Please retype all the records below exactly as they read.

----------------------------------------

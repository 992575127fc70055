use std::io;

use thiserror::Error;

#[derive(Error, Debug)]
pub enum DedupError {
    #[error("IO error: {0}")]
    Io(#[from] io::Error),

    #[error("cache error: {0}")]
    Cache(String),

    #[error("cache serialization error: {0}")]
    Serialization(#[from] bincode::Error),

    #[error("don't know what to do with path: {0}")]
    UnknownPathType(String),

    /// Reserved for a scanner bug where a node's ancestry doesn't match
    /// the path it was built from. The arena-based scanner builds a
    /// node's path purely from its own `parent` chain, so this can't
    /// currently be constructed, but the variant and its exit code stay
    /// reserved for that class of bug.
    #[error("directory digest mismatch while inserting {0}: scanner produced a node whose ancestry does not match its path")]
    AncestryMismatch(String),

    #[error(
        "birthday lottery crisis: '{loser}' ({loser_size} bytes) hashes the same as '{winner}' ({winner_size} bytes) but their sizes differ"
    )]
    BirthdayLottery {
        winner: String,
        winner_size: u64,
        loser: String,
        loser_size: u64,
    },

    #[error("test harness failure: {0}")]
    Harness(String),
}

pub type DedupResult<T> = Result<T, DedupError>;
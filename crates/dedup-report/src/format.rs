const PREFIXES: [&str; 8] = ["", "Ki", "Mi", "Gi", "Ti", "Pi", "Ei", "Zi"];

/// Formats a byte count as an IEC value ("5.6 MiB"). Falls through to the
/// "Yi" prefix for anything that doesn't fit the table above.
pub fn sizeof_fmt(bytes: u64) -> String {
    let mut num = bytes as f64;
    for prefix in PREFIXES {
        if num.abs() < 1024.0 {
            return format!("{num:3.1} {prefix}B");
        }
        num /= 1024.0;
    }
    format!("{num:.1} YiB")
}

#[cfg(test)]
mod tests {
    use super::*;

    #[test]
    fn zero_bytes_formats_plain() {
        assert_eq!(sizeof_fmt(0), "0.0 B");
    }

    #[test]
    fn exact_kibibyte_steps_up_a_prefix() {
        assert_eq!(sizeof_fmt(1024), "1.0 KiB");
    }

    #[test]
    fn fractional_mebibyte_keeps_one_decimal() {
        assert_eq!(sizeof_fmt(1024 * 1024 * 3 / 2), "1.5 MiB");
    }

    #[test]
    fn falls_through_every_prefix_to_yi() {
        let huge = u64::MAX;
        let formatted = sizeof_fmt(huge);
        assert!(formatted.ends_with("YiB"));
    }
}
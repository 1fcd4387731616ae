//! GarmentItem domain type

use serde::{Deserialize, Serialize};

use super::zone::{Zone, zone_for_category};

/// Caller-supplied garment description, before zone derivation
///
/// This is the wire shape of the product resolver's output: duck-typed
/// free-text fields, everything optional but the name. Conversion into
/// [`GarmentItem`] derives the zone; z-index assignment happens when a
/// snapshot is built.
#[derive(Debug, Clone, Default, Serialize, Deserialize)]
#[serde(default)]
pub struct GarmentSpec {
    pub name: String,
    pub category: String,
    pub colors: Vec<String>,
    pub pattern: Option<String>,
    pub brand: Option<String>,
    /// Opaque payload for the compositing collaborator; engine logic ignores it
    pub image_url: Option<String>,
    /// Opaque payload; engine logic ignores it
    pub product_url: Option<String>,
}

impl From<GarmentItem> for GarmentSpec {
    fn from(item: GarmentItem) -> Self {
        Self {
            name: item.name,
            category: item.category,
            colors: item.colors,
            pattern: item.pattern,
            brand: item.brand,
            image_url: item.image_url,
            product_url: item.product_url,
        }
    }
}

impl From<GarmentSpec> for GarmentItem {
    fn from(spec: GarmentSpec) -> Self {
        let mut item = GarmentItem::new(spec.name, spec.category);
        item.colors = spec.colors;
        item.pattern = spec.pattern;
        item.brand = spec.brand;
        item.image_url = spec.image_url;
        item.product_url = spec.product_url;
        item
    }
}

/// A single garment with its derived zone and stacking position
#[derive(Debug, Clone, PartialEq, Serialize, Deserialize)]
pub struct GarmentItem {
    pub name: String,

    /// Free-text category from the resolver ("denim jacket", "maxi dress", ...)
    pub category: String,

    /// Zone derived from the category (falls back to the name when the
    /// category is empty)
    pub zone: Zone,

    /// 1-based stacking order within the zone; 0 until a snapshot assigns it
    #[serde(default)]
    pub z_index: u32,

    #[serde(default)]
    pub colors: Vec<String>,

    #[serde(default)]
    pub pattern: Option<String>,

    #[serde(default)]
    pub brand: Option<String>,

    #[serde(default)]
    pub image_url: Option<String>,

    #[serde(default)]
    pub product_url: Option<String>,
}

impl GarmentItem {
    /// Create a garment, deriving its zone from the category text
    ///
    /// An empty category falls back to the name so a bare mention like
    /// "leather jacket" still lands in the right zone.
    pub fn new(name: impl Into<String>, category: impl Into<String>) -> Self {
        let name = name.into();
        let category = category.into();
        let zone = if category.trim().is_empty() {
            zone_for_category(&name)
        } else {
            zone_for_category(&category)
        };

        Self {
            name,
            category,
            zone,
            z_index: 0,
            colors: Vec::new(),
            pattern: None,
            brand: None,
            image_url: None,
            product_url: None,
        }
    }

    /// Builder-style color attachment
    pub fn with_colors(mut self, colors: &[&str]) -> Self {
        self.colors = colors.iter().map(|c| c.to_string()).collect();
        self
    }

    /// Builder-style pattern attachment
    pub fn with_pattern(mut self, pattern: impl Into<String>) -> Self {
        self.pattern = Some(pattern.into());
        self
    }

    /// Human-facing label used in clarification options and responses
    pub fn display_label(&self) -> String {
        format!("{} ({})", self.name, self.zone)
    }

    /// Lowercased name plus category, the haystack for mention matching
    pub fn match_text(&self) -> String {
        format!("{} {}", self.name.to_lowercase(), self.category.to_lowercase())
    }
}

impl std::fmt::Display for GarmentItem {
    fn fmt(&self, f: &mut std::fmt::Formatter<'_>) -> std::fmt::Result {
        write!(f, "{}", self.name)
    }
}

----------------------------------------

RESULT OF THIS EXERCISE
repository 992575127fc70055
use std::io;

use thiserror::Error;

#[derive(Error, Debug)]
pub enum DedupError {
    #[error("IO error: {0}")]
    Io(#[from] io::Error),

    #[error("cache error: {0}")]
    Cache(String),

    #[error("cache serialization error: {0}")]
    Serialization(#[from] bincode::Error),

    #[error("don't know what to do with path: {0}")]
    UnknownPathType(String),

    /// Reserved for a scanner bug where a node's ancestry doesn't match
    /// the path it was built from. The arena-based scanner builds a
    /// node's path purely from its own `parent` chain, so this can't
    /// currently be constructed, but the variant and its exit code stay
    /// reserved for that class of bug.
    #[error("directory digest mismatch while inserting {0}: scanner produced a node whose ancestry does not match its path")]
    AncestryMismatch(String),

    #[error(
        "birthday lottery crisis: '{loser}' ({loser_size} bytes) hashes the same as '{winner}' ({winner_size} bytes) but their sizes differ"
    )]
    BirthdayLottery {
        winner: String,
        winner_size: u64,
        loser: String,
        loser_size: u64,
    },

    #[error("test harness failure: {0}")]
    Harness(String),
}

pub type DedupResult<T> = Result<T, DedupError>;
filename crates/dedup-report/src/format.rs
const PREFIXES: [&str; 8] = ["", "Ki", "Mi", "Gi", "Ti", "Pi", "Ei", "Zi"];

/// Formats a byte count as an IEC value ("5.6 MiB"). Falls through to the
/// "Yi" prefix for anything that doesn't fit the table above.
pub fn sizeof_fmt(bytes: u64) -> String {
    let mut num = bytes as f64;
    for prefix in PREFIXES {
        if num.abs() < 1024.0 {
            return format!("{num:3.1} {prefix}B");
        }
        num /= 1024.0;
    }
    format!("{num:.1} YiB")
}

#[cfg(test)]
mod tests {
    use super::*;

    #[test]
    fn zero_bytes_formats_plain() {
        assert_eq!(sizeof_fmt(0), "0.0 B");
    }

    #[test]
    fn exact_kibibyte_steps_up_a_prefix() {
        assert_eq!(sizeof_fmt(1024), "1.0 KiB");
    }

    #[test]
    fn fractional_mebibyte_keeps_one_decimal() {
        assert_eq!(sizeof_fmt(1024 * 1024 * 3 / 2), "1.5 MiB");
    }

    #[test]
    fn falls_through_every_prefix_to_yi() {
        let huge = u64::MAX;
        let formatted = sizeof_fmt(huge);
        assert!(formatted.ends_with("YiB"));
    }
}
repository 1fcd4387731616ae
//! GarmentItem domain type

use serde::{Deserialize, Serialize};

use super::zone::{Zone, zone_for_category};

/// Caller-supplied garment description, before zone derivation
///
/// This is the wire shape of the product resolver's output: duck-typed
/// free-text fields, everything optional but the name. Conversion into
/// [`GarmentItem`] derives the zone; z-index assignment happens when a
/// snapshot is built.
#[derive(Debug, Clone, Default, Serialize, Deserialize)]
#[serde(default)]
pub struct GarmentSpec {
    pub name: String,
    pub category: String,
    pub colors: Vec<String>,
    pub pattern: Option<String>,
    pub brand: Option<String>,
    /// Opaque payload for the compositing collaborator; engine logic ignores it
    pub image_url: Option<String>,
    /// Opaque payload; engine logic ignores it
    pub product_url: Option<String>,
}

impl From<GarmentItem> for GarmentSpec {
    fn from(item: GarmentItem) -> Self {
        Self {
            name: item.name,
            category: item.category,
            colors: item.colors,
            pattern: item.pattern,
            brand: item.brand,
            image_url: item.image_url,
            product_url: item.product_url,
        }
    }
}

impl From<GarmentSpec> for GarmentItem {
    fn from(spec: GarmentSpec) -> Self {
        let mut item = GarmentItem::new(spec.name, spec.category);
        item.colors = spec.colors;
        item.pattern = spec.pattern;
        item.brand = spec.brand;
        item.image_url = spec.image_url;
        item.product_url = spec.product_url;
        item
    }
}

/// A single garment with its derived zone and stacking position
#[derive(Debug, Clone, PartialEq, Serialize, Deserialize)]
pub struct GarmentItem {
    pub name: String,

    /// Free-text category from the resolver ("denim jacket", "maxi dress", ...)
    pub category: String,

    /// Zone derived from the category (falls back to the name when the
    /// category is empty)
    pub zone: Zone,

    /// 1-based stacking order within the zone; 0 until a snapshot assigns it
    #[serde(default)]
    pub z_index: u32,

    #[serde(default)]
    pub colors: Vec<String>,

    #[serde(default)]
    pub pattern: Option<String>,

    #[serde(default)]
    pub brand: Option<String>,

    #[serde(default)]
    pub image_url: Option<String>,

    #[serde(default)]
    pub product_url: Option<String>,
}

impl GarmentItem {
    /// Create a garment, deriving its zone from the category text
    ///
    /// An empty category falls back to the name so a bare mention like
    /// "leather jacket" still lands in the right zone.
    pub fn new(name: impl Into<String>, category: impl Into<String>) -> Self {
        let name = name.into();
        let category = category.into();
        let zone = if category.trim().is_empty() {
            zone_for_category(&name)
        } else {
            zone_for_category(&category)
        };

        Self {
            name,
            category,
            zone,
            z_index: 0,
            colors: Vec::new(),
            pattern: None,
            brand: None,
            image_url: None,
            product_url: None,
        }
    }

    /// Builder-style color attachment
    pub fn with_colors(mut self, colors: &[&str]) -> Self {
        self.colors = colors.iter().map(|c| c.to_string()).collect();
        self
    }

    /// Builder-style pattern attachment
    pub fn with_pattern(mut self, pattern: impl Into<String>) -> Self {
        self.pattern = Some(pattern.into());
        self
    }

    /// Human-facing label used in clarification options and responses
    pub fn display_label(&self) -> String {
        format!("{} ({})", self.name, self.zone)
    }

    /// Lowercased name plus category, the haystack for mention matching
    pub fn match_text(&self) -> String {
        format!("{} {}", self.name.to_lowercase(), self.category.to_lowercase())
    }
}

impl std::fmt::Display for GarmentItem {
    fn fmt(&self, f: &mut std::fmt::Formatter<'_>) -> std::fmt::Result {
        write!(f, "{}", self.name)
    }
}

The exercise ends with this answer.